KABUL GEREKÇE: Dava, Kooperatif Genel Kurulu’nun iptali talebine ilişkindir.
Taraflar arasındaki ihtilafın, davalı kooperatifin 26/06/2022 tarihinde yapılan 2021 yılı olağan genel kurulunun çağrısının usulüne uygun olup olmadığı, 2021 yılı olağan genel kurulunda alınan kararların esas sözleşme ve kanuna uygun olup olmadığı noktasında toplandığı anlaşılmaktadır.
Davalı kooperatifin 2021 yılı Olağan Genel Kurulu’nun 26/06/2022 tarihinde yapıldığı, mevcut davanın 21/07/2022 tarihinde açıldığı, bu çerçevede TTK’nın 445. maddesi gereğince, davanın 3 aylık süre içerisinde açıldığı anlaşılmıştır.
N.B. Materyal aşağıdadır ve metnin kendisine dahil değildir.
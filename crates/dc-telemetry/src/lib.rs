//! # Donation Commons Telemetry
//!
//! Structured logging and Prometheus metrics.
//!
//! ## Usage
//!
//! ```rust,ignore
//! use dc_telemetry::{init_telemetry, TelemetryConfig};
//!
//! fn main() {
//!     let _guard = init_telemetry(TelemetryConfig::from_env()).expect("telemetry");
//!     // Logs and metrics are now being collected
//! }
//! ```
//!
//! ## Environment Variables
//!
//! | Variable | Default | Description |
//! |----------|---------|-------------|
//! | `DC_SERVICE_NAME` | `donation-commons` | Service name in logs |
//! | `DC_LOG_LEVEL` / `RUST_LOG` | `info` | Log filter directives |
//! | `DC_JSON_LOGS` | `true` in containers | JSON log lines |
//! | `DC_CONSOLE_OUTPUT` | `true` | Write logs to stdout |

mod config;
mod logging;
pub mod metrics;

pub use config::TelemetryConfig;
pub use metrics::{
    encode_metrics, register_metrics, HistogramTimer, HTTP_ERRORS, HTTP_REQUEST_DURATION,
    INTERACTIONS, POINTS_AWARDS, REPORTS,
};

use thiserror::Error;

/// Telemetry initialization errors
#[derive(Error, Debug)]
pub enum TelemetryError {
    #[error("Failed to initialize logging: {0}")]
    LoggingInit(String),

    #[error("Failed to initialize Prometheus metrics: {0}")]
    MetricsInit(String),
}

/// Installs the global subscriber and registers all metrics.
///
/// Returns a guard that must be held for the lifetime of the application.
pub fn init_telemetry(config: TelemetryConfig) -> Result<TelemetryGuard, TelemetryError> {
    register_metrics()?;
    logging::init_logging(&config)?;

    tracing::info!(
        service = %config.service_name,
        json_logs = config.json_logs,
        "telemetry initialized"
    );
    Ok(TelemetryGuard {
        service_name: config.service_name,
    })
}

/// Guard that keeps telemetry active.
pub struct TelemetryGuard {
    service_name: String,
}

impl Drop for TelemetryGuard {
    fn drop(&mut self) {
        tracing::info!(service = %self.service_name, "shutting down telemetry");
    }
}

/// Convenience macro for recording a metric increment.
#[macro_export]
macro_rules! metric_inc {
    ($metric:expr) => {
        $metric.inc()
    };
    ($metric:expr, $labels:expr) => {
        $metric.with_label_values($labels).inc()
    };
}
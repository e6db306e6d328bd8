//! # API Gateway
//!
//! **Component:** dc-05
//!
//! JSON HTTP surface over the interaction, report and points engines.
//!
//! ## Architecture
//!
//! ```text
//! ┌──────────────────────────────────────────────────────────────┐
//! │                      API GATEWAY (dc-05)                      │
//! ├──────────────────────────────────────────────────────────────┤
//! │  Trace → CatchPanic → BodyLimit → CORS → Timeout → Identity   │
//! │                            │                                  │
//! │   /interactions/*      /reports[/item]      /points/*         │
//! │          │                   │                  │             │
//! └──────────┼───────────────────┼──────────────────┼─────────────┘
//!            ▼                   ▼                  ▼
//!      dc-01 toggles       dc-02 intake       dc-03 award gate
//!            └───────────────────┴──────────────────┘
//!                                │
//!                          dc-04 store
//! ```
//!
//! ## Error Boundary
//!
//! | Engine error | Status |
//! |--------------|--------|
//! | `Unauthenticated` | 401 |
//! | validation, self/already following, not given, duplicate item report | 400 |
//! | `Forbidden` | 403 |
//! | `NotFound` | 404 |
//! | `RateLimited` | 429 + `Retry-After` |
//! | store failure, `AwardFailed`, panic | 500 |
//!
//! Transport rejections (oversized body 413, timeout 408, wrong method 405)
//! are reshaped by `middleware::error_shape`, so bodies are always
//! `{success: false, error}` with a fixed message.
//!
//! # Usage
//!
//! ```ignore
//! use dc_05_api_gateway::{AppState, GatewayConfig, GatewayService};
//!
//! let state = AppState::new(interactions, reports, points);
//! let mut gateway = GatewayService::new(config, state)?;
//! gateway.start().await?;
//! tokio::signal::ctrl_c().await?;
//! gateway.shutdown().await?;
//! ```

pub mod adapters;
pub mod domain;
pub mod handlers;
pub mod middleware;
pub mod router;
pub mod service;

pub use domain::{
    ApiError, ApiResult, ConfigError, CorsConfig, GatewayConfig, GatewayError, HttpConfig,
    IdentityConfig,
};
pub use handlers::AppState;
pub use middleware::{
    HmacSessionResolver, IdentityLayer, ResolverChain, SessionResolver, StaticSessionResolver,
};
pub use router::build_router;
pub use service::GatewayService;
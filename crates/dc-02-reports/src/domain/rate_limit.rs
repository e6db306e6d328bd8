//! Per-reporter rate limiting using a keyed token bucket.

use governor::{
    clock::{Clock, DefaultClock},
    state::keyed::DefaultKeyedStateStore,
    Quota, RateLimiter,
};
use serde::{Deserialize, Serialize};
use shared_types::UserId;
use std::num::NonZeroU32;
use std::time::Duration;
use tracing::debug;

/// Report throttling configuration.
#[derive(Debug, Clone, PartialEq, Eq, Serialize, Deserialize)]
#[serde(default)]
pub struct ReportLimits {
    pub enabled: bool,
    /// Sustained reports per reporter per minute.
    pub reports_per_minute: u32,
    /// Reports a reporter may submit back-to-back.
    pub burst: u32,
}

impl Default for ReportLimits {
    fn default() -> Self {
        Self {
            enabled: true,
            reports_per_minute: 10,
            burst: 5,
        }
    }
}

impl ReportLimits {
    pub fn disabled() -> Self {
        Self {
            enabled: false,
            ..Self::default()
        }
    }
}

type KeyedLimiter = RateLimiter<UserId, DefaultKeyedStateStore<UserId>, DefaultClock>;

/// Token bucket per reporter.
pub struct ReportRateLimiter {
    limiter: Option<KeyedLimiter>,
    clock: DefaultClock,
}

impl ReportRateLimiter {
    pub fn new(limits: &ReportLimits) -> Self {
        let limiter = limits.enabled.then(|| {
            let rate = NonZeroU32::new(limits.reports_per_minute).unwrap_or(NonZeroU32::MIN);
            let burst = NonZeroU32::new(limits.burst).unwrap_or(NonZeroU32::MIN);
            RateLimiter::keyed(Quota::per_minute(rate).allow_burst(burst))
        });
        Self {
            limiter,
            clock: DefaultClock::default(),
        }
    }

    /// Takes one token for `reporter`, or returns how long until one is free.
    pub fn check(&self, reporter: &UserId) -> Result<(), Duration> {
        let Some(limiter) = &self.limiter else {
            return Ok(());
        };
        match limiter.check_key(reporter) {
            Ok(()) => Ok(()),
            Err(not_until) => {
                let wait = not_until.wait_time_from(self.clock.now());
                debug!(reporter = %reporter, wait_ms = wait.as_millis() as u64, "report rate limited");
                Err(wait)
            }
        }
    }

    /// Drops buckets that are back to full capacity.
    pub fn cleanup(&self) {
        if let Some(limiter) = &self.limiter {
            limiter.retain_recent();
        }
    }

    pub fn tracked_reporters(&self) -> usize {
        self.limiter.as_ref().map_or(0, |l| l.len())
    }
}
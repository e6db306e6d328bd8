//! Shared wiring for the suite.

use std::sync::Arc;

use dc_01_interactions::{InteractionApi, InteractionService};
use dc_02_reports::{ReportApi, ReportLimits, ReportService};
use dc_03_points::{PointsApi, PointsService};
use dc_04_store::{InMemoryStore, ItemRegistry, LedgerPolicy};
use shared_types::{Caller, Item, ItemId, ItemStatus, UserId};

pub fn user(raw: &str) -> UserId {
    UserId::parse(raw).expect("valid user id")
}

pub fn caller(raw: &str) -> Caller {
    Caller::Authenticated(user(raw))
}

pub fn item(id: &str, owner: &str, status: ItemStatus) -> Item {
    Item::new(ItemId::parse(id).expect("valid item id"), user(owner), status)
}

/// Three engines over one in-memory store.
pub struct Node {
    pub store: Arc<InMemoryStore>,
    pub interactions: Arc<InteractionService<InMemoryStore>>,
    pub reports: Arc<ReportService<InMemoryStore>>,
    pub points: Arc<PointsService<InMemoryStore, InMemoryStore>>,
}

impl Node {
    /// Default ledger policy, report throttling off.
    pub fn new() -> Self {
        Self::with(LedgerPolicy::default(), ReportLimits::disabled())
    }

    pub fn with(policy: LedgerPolicy, limits: ReportLimits) -> Self {
        let store = Arc::new(InMemoryStore::new(policy));
        Self {
            interactions: Arc::new(InteractionService::new(Arc::clone(&store))),
            reports: Arc::new(ReportService::new(Arc::clone(&store), &limits)),
            points: Arc::new(PointsService::new(Arc::clone(&store), Arc::clone(&store))),
            store,
        }
    }

    /// Stands in for the listing subsystem.
    pub async fn list(&self, item: Item) {
        self.store
            .upsert_item(item)
            .await
            .expect("in-memory upsert cannot fail");
    }

    pub fn interaction_api(&self) -> Arc<dyn InteractionApi> {
        self.interactions.clone()
    }

    pub fn report_api(&self) -> Arc<dyn ReportApi> {
        self.reports.clone()
    }

    pub fn points_api(&self) -> Arc<dyn PointsApi> {
        self.points.clone()
    }
}

impl Default for Node {
    fn default() -> Self {
        Self::new()
    }
}
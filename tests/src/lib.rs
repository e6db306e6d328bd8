//! # Donation Commons Test Suite
//!
//! Cross-crate tests that need more than one engine, a real store, or the
//! full HTTP stack.
//!
//! ## Structure
//!
//! ```text
//! tests/src/
//! ├── fixtures.rs          # Node wiring, users, items
//! └── integration/
//!     ├── donation_flow.rs # list → give → award → award again
//!     ├── races.rs         # concurrent toggles, reports, follows, awards
//!     ├── http_flows.rs    # signed sessions through the router
//!     ├── runtime.rs       # NodeRuntime on a real socket
//!     └── persistence.rs   # RocksDB restart (feature `rocksdb`)
//! ```
//!
//! ## Running Tests
//!
//! ```bash
//! cargo test -p dc-tests
//! cargo test -p dc-tests --features rocksdb
//! cargo bench -p dc-tests
//! ```

pub mod fixtures;
pub mod integration;
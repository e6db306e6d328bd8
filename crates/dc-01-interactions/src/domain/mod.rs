//! Domain layer for the Interaction Toggle Engine.

pub mod entities;
pub mod errors;

pub use entities::*;
pub use errors::*;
Dosyanın esası yönünden değerlendirme yapmadan önce, davacının mevcut davayı açma hususunda sıfatının bulunup bulunmadığının da değerlendirilmesi gerekmektedir. Bilindiği gibi, genel kurul kararının iptalini TTK’nın 446. maddesinde sayılan kişiler isteyebilmektedir. Mevcut olayımızda davacı … her ne kadar davalı kooperatif tarafından kooperatif üyeliğinden ihraç edilse de, söz konusu ihraç kararının henüz kesinleşmediği, zira … tarafından mahkememize ihraç kararının iptaline ilişkin 2017/38 Esas, 2018/318 Karar sayılı dosya ile dava açıldığı, söz konusu davada davacının ihraç kararının iptaline yönelik talebinin reddedildiği, ret kararının Ankara Bölge Adliye Mahkemesi 23. Hukuk Dairesi’nin 2018/1724 Esas, 2021/1571 Karar sayılı kararı ile istinaf talebinin reddine karar verildiği, söz konusu kararın dava devam ederken Yargıtay 6. Hukuk Dairesi’nde temyiz incelemesinde bulunduğu, bu çerçevede ihraç kararının kesinleşmemesi, halen davacının kooperatif üyesi konumunda bulunması ve 2021 Olağan Genel Kurul Toplantısı’nda oy kullanması nedeni ile davacının mevcut davayı açma yönünde sıfatının bulunduğu mahkememizce kabul edilmiştir.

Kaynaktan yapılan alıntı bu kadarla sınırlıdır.